Basically, what I looked for when I started learning Unity (and could not find, even on the asset store) was an example of a large, busy game setting (something equivalent to a level of Unreal Tournament or something like that) that was optimised, fast, and showed off a lot of different things at once with the implementation being somewhere near as good as it could get. That’s the sort of thing one can ruminate on for a long time and learn many things.
In terms of whether Unity should make games - it certainly wouldn’t hurt anybody, but might waste too much time. The problem is that although it’s technically possible for someone to design a good, flexible car factory without ever having made a car with one, the likelihood of everything coming out hunky-dory is not all that high.
Tools make tools that make tools that make tools. They started with rocks and sticks. Simple analogies as arguments do break down. A game can be thought of as a tool for having fun.
A car is a product, a part of which is the aesthetic design to appeal to the user’s sense of look and feel but it can also be thought of as yet another tool do do something functional like transport or racing.
Making a toolset is a technical challenge but making a final product is often a design or artistic and marketing challenge.

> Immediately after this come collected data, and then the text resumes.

//! Error types shared by the event loop and the TLS stack.
//!
//! Every fatal condition aborts only the connection (or task) that hit it;
//! the poller itself never fails because one connection did.

use crate::reactor::Direction;
use crate::tls::alert::AlertDescription;

use std::io;

use thiserror::Error;

/// Result alias used throughout the crate.
pub type Result<T> = std::result::Result<T, Error>;

/// Coarse classification of [`Error`] values.
#[derive(Debug, Clone, Copy, PartialEq, Eq)]
pub enum ErrorKind {
    /// I/O failure or peer close. The connection is torn down.
    Transport,
    /// Malformed record or handshake structure.
    Decode,
    /// AEAD tag verification failed.
    Authentication,
    /// Unexpected message, unsupported parameters, Finished mismatch or a
    /// fatal alert from the peer.
    HandshakeProtocol,
    /// The caller broke an API contract.
    ProgrammingContract,
}

/// Errors produced by the poller, the record layer and the handshake.
#[derive(Error, Debug)]
pub enum Error {
    /// Underlying descriptor failed or the peer closed the stream.
    #[error("transport error: {0}")]
    Transport(#[from] io::Error),

    /// A length or structure field could not be decoded.
    #[error("decode error: {0}")]
    Decode(&'static str),

    /// Record authentication tag did not verify.
    #[error("record authentication failed")]
    Authentication,

    /// The handshake cannot continue.
    #[error("handshake failed ({alert:?}): {reason}")]
    Handshake {
        /// Alert sent to the peer, if the transport still allowed it.
        alert: AlertDescription,
        /// Human readable cause.
        reason: &'static str,
    },

    /// The peer sent a fatal alert.
    #[error("peer sent fatal alert {0:?}")]
    PeerAlert(AlertDescription),

    /// A second task tried to wait on the same descriptor direction.
    #[error("descriptor {fd} already has a waiting task for {direction:?}")]
    InterestConflict {
        /// Descriptor the interest was registered for.
        fd: i32,
        /// Direction that is already taken.
        direction: Direction,
    },

    /// A local certificate could not be generated.
    #[error("certificate generation failed: {0}")]
    Certificate(#[from] rcgen::Error),

    /// API used in a state where it is not allowed.
    #[error("contract violation: {0}")]
    Contract(&'static str),
}

impl Error {
    pub(crate) fn handshake(alert: AlertDescription, reason: &'static str) -> Self {
        Self::Handshake { alert, reason }
    }

    pub(crate) fn peer_closed() -> Self {
        Self::Transport(io::Error::new(
            io::ErrorKind::UnexpectedEof,
            "peer closed the connection",
        ))
    }

    /// Returns the category this error falls into.
    pub fn kind(&self) -> ErrorKind {
        match self {
            Self::Transport(_) => ErrorKind::Transport,
            Self::Decode(_) => ErrorKind::Decode,
            Self::Authentication => ErrorKind::Authentication,
            Self::Handshake { .. } | Self::PeerAlert(_) => ErrorKind::HandshakeProtocol,
            Self::InterestConflict { .. } | Self::Certificate(_) | Self::Contract(_) => {
                ErrorKind::ProgrammingContract
            }
        }
    }

    /// Alert that should be reported to the peer for this error, if any.
    pub(crate) fn alert(&self) -> Option<AlertDescription> {
        match self {
            Self::Decode(_) => Some(AlertDescription::DecodeError),
            Self::Authentication => Some(AlertDescription::BadRecordMac),
            Self::Handshake { alert, .. } => Some(*alert),
            _ => None,
        }
    }
}

impl From<Error> for io::Error {
    fn from(error: Error) -> Self {
        match error {
            Error::Transport(inner) => inner,
            other => io::Error::other(other),
        }
    }
}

Even Unity itself is both a toolset and final product based on design and marketing. They focus on what they think they can offer best.
While I agree with you that Unity should focus a little on shipping a second game a lot of developers do use unity for their own personal projects and are definitely aware of most issues.
I think a misunderstanding from your part is that Unity is a generic game engine, it’s purpose is to make it really easy to make your specific games engine. It’s one of the easiest way to build tooling within the editor itself to turn it into an editor for your game.
I agree, I mostly use analogies for dramatic effect, and to draw dubious parallels with things that are a lot more fun to think about than the thing being discussed.
But I think that the question of what Unity are expected to provide in the game engine (and demos) is a good one. If this isn’t clear then threads like this will almost never get anywhere.
I would say that the main problem is that Unity’s demos almost never push the engine (except for graphics fidelity, presumably for marketing purposes) and I think both Unity and all of us would learn a lot from a vertical slice of a big, flashy and busy game. No doubt it would end up on Steam with a hundred different names but there are ways and means to prevent that if it’s really an issue.
Whats bother you is not about Unity create their own games, is the software quality.
I am sure Unity has enough awareness on this as one of the target talked in GDC.
Dogfooding is good for quality and usability, but also carry bias when comes to generic design.
e.g. If Unity owns a FPS game, their tools may has bias on FPS.
Unity can’t create all kind of games themselves, so #MadeWithUnity has done the job already.
Coming up with good ones is hard. We’re waiting for Unity to make most of the analogy for us.